Most Relevant Terms of a Document

Denodo Aracne is capable of automatically generating the most relevant words of a field in the document, using the TFIDF (Term Frequency Inverse Document Frequency) relevance measure. These terms can be obtained as part of the result of a search carried out on an Aracne index.

During the search process, it is possible to specify from what fields the most relevant terms are to be obtained using an instance of the class com.denodo.arn.index.client.MainTermsConfig. This object will contain an instance of the class MainTermsFieldConfig for each field for which the relevant terms are desired. It is needed to specify:

  • Maximum number of relevant terms of the field which will be included for each document resulting from the search.
  • List of relevant terms to be rejected (optional). List of “usual words” (separated by commas) which should not appear amongst the most relevant terms in this field. If Aracne were to generate, amongst the most relevant terms of the field content, any appearing in this list, it would be eliminated from the list of relevant terms. It is important to realize that here it is necessary to specify only usual words of the specific application. The usual words of the language used, such as articles, pronouns, etc. (commonly referred to as stop words) are already deleted by Denodo Aracne.

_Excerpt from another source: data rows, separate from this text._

//! Table configuration.

use serde::{Deserialize, Serialize};

use crate::error::{Error, Result};

/// Identifies the table that rows are read from.
///
/// The service addresses tables by a fully-qualified resource name:
/// `projects/{project}/zones/{zone}/clusters/{cluster}/tables/{table}`.
#[derive(Debug, Clone, PartialEq, Eq, Hash, Serialize, Deserialize)]
pub struct TableConfig {
    /// Project that owns the cluster.
    pub project: String,

    /// Zone the cluster runs in.
    pub zone: String,

    /// Cluster identifier.
    pub cluster: String,

    /// Table identifier.
    pub table: String,
}

impl TableConfig {
    /// Create a table configuration from its name components.
    pub fn new(
        project: impl Into<String>,
        zone: impl Into<String>,
        cluster: impl Into<String>,
        table: impl Into<String>,
    ) -> Self {
        Self {
            project: project.into(),
            zone: zone.into(),
            cluster: cluster.into(),
            table: table.into(),
        }
    }

    /// Parse a fully-qualified table name.
    pub fn parse(name: &str) -> Result<Self> {
        let parts: Vec<&str> = name.split('/').collect();
        match parts.as_slice() {
            ["projects", project, "zones", zone, "clusters", cluster, "tables", table] => {
                let config = Self::new(*project, *zone, *cluster, *table);
                config.validate()?;
                Ok(config)
            }
            _ => Err(Error::InvalidTableName(format!(
                "expected projects/*/zones/*/clusters/*/tables/*, got {:?}",
                name
            ))),
        }
    }

    /// Set the project.
    pub fn with_project(mut self, project: impl Into<String>) -> Self {
        self.project = project.into();
        self
    }

    /// Set the zone.
    pub fn with_zone(mut self, zone: impl Into<String>) -> Self {
        self.zone = zone.into();
        self
    }

    /// Set the cluster.
    pub fn with_cluster(mut self, cluster: impl Into<String>) -> Self {
        self.cluster = cluster.into();
        self
    }

    /// Set the table.
    pub fn with_table(mut self, table: impl Into<String>) -> Self {
        self.table = table.into();
        self
    }

    /// Check that every component is non-empty and free of `/`.
    pub fn validate(&self) -> Result<()> {
        for (label, value) in [
            ("project", &self.project),
            ("zone", &self.zone),
            ("cluster", &self.cluster),
            ("table", &self.table),
        ] {
            if value.is_empty() {
                return Err(Error::InvalidTableName(format!("{} is empty", label)));
            }
            if value.contains('/') {
                return Err(Error::InvalidTableName(format!(
                    "{} {:?} contains '/'",
                    label, value
                )));
            }
        }
        Ok(())
    }

    /// The fully-qualified table name.
    pub fn table_name(&self) -> String {
        format!(
            "projects/{}/zones/{}/clusters/{}/tables/{}",
            self.project, self.zone, self.cluster, self.table
        )
    }
}
//! Protobuf encode/decode helpers shared by the client crates.

use bytes::Bytes;
use prost::Message;

use crate::Error;

/// Maximum accepted size of a single encoded message (4 MB).
pub const MAX_MESSAGE_SIZE: usize = 4 * 1024 * 1024;

/// Encode a message into a freshly allocated buffer.
pub fn encode<M: Message>(message: &M) -> Bytes {
    Bytes::from(message.encode_to_vec())
}

/// Decode a message, rejecting payloads larger than [`MAX_MESSAGE_SIZE`].
pub fn decode<M: Message + Default>(payload: &[u8]) -> Result<M, Error> {
    if payload.len() > MAX_MESSAGE_SIZE {
        return Err(Error::Decode(format!(
            "payload size {} exceeds maximum {}",
            payload.len(),
            MAX_MESSAGE_SIZE
        )));
    }
    Ok(M::decode(payload)?)
}

#[cfg(test)]
mod tests {
    use super::*;
    use crate::data::{row_filter::Filter, RowFilter, TimestampRange};

    #[test]
    fn test_encode_matches_prost() {
        let filter = RowFilter::from(Filter::ApplyLabelTransformer("label".into()));
        assert_eq!(encode(&filter).as_ref(), filter.encode_to_vec().as_slice());
    }

    #[test]
    fn test_decode_roundtrip() {
        let range = TimestampRange {
            start_timestamp_micros: Some(30_871_000),
            end_timestamp_micros: Some(12_939_371_000),
        };
        let decoded: TimestampRange = decode(&encode(&range)).unwrap();
        assert_eq!(decoded, range);
    }

    #[test]
    fn test_decode_garbage() {
        let result: Result<RowFilter, _> = decode(&[0xFF, 0xFF, 0xFF]);
        assert!(matches!(result, Err(Error::Decode(_))));
    }

    #[test]
    fn test_decode_too_large() {
        let payload = vec![0u8; MAX_MESSAGE_SIZE + 1];
        let result: Result<RowFilter, _> = decode(&payload);
        assert!(matches!(result, Err(Error::Decode(_))));
    }
}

Moreover, the MainTermsConfig class also allows specifying a list of usual words common to all the fields for which the most relevant terms are to be obtained. Once again, it is not necessary to be concerned with specifying usual words of the language used, such as articles, pronouns, etc. (commonly referred to as stop words).

The object which represents each of the results of the search, com.denodo.commons.Document, provides methods which allow obtaining the list of relevant terms for each field of the document as MainTerms objects. The MainTerms objects are stored in the MAINTERMS field of the Document.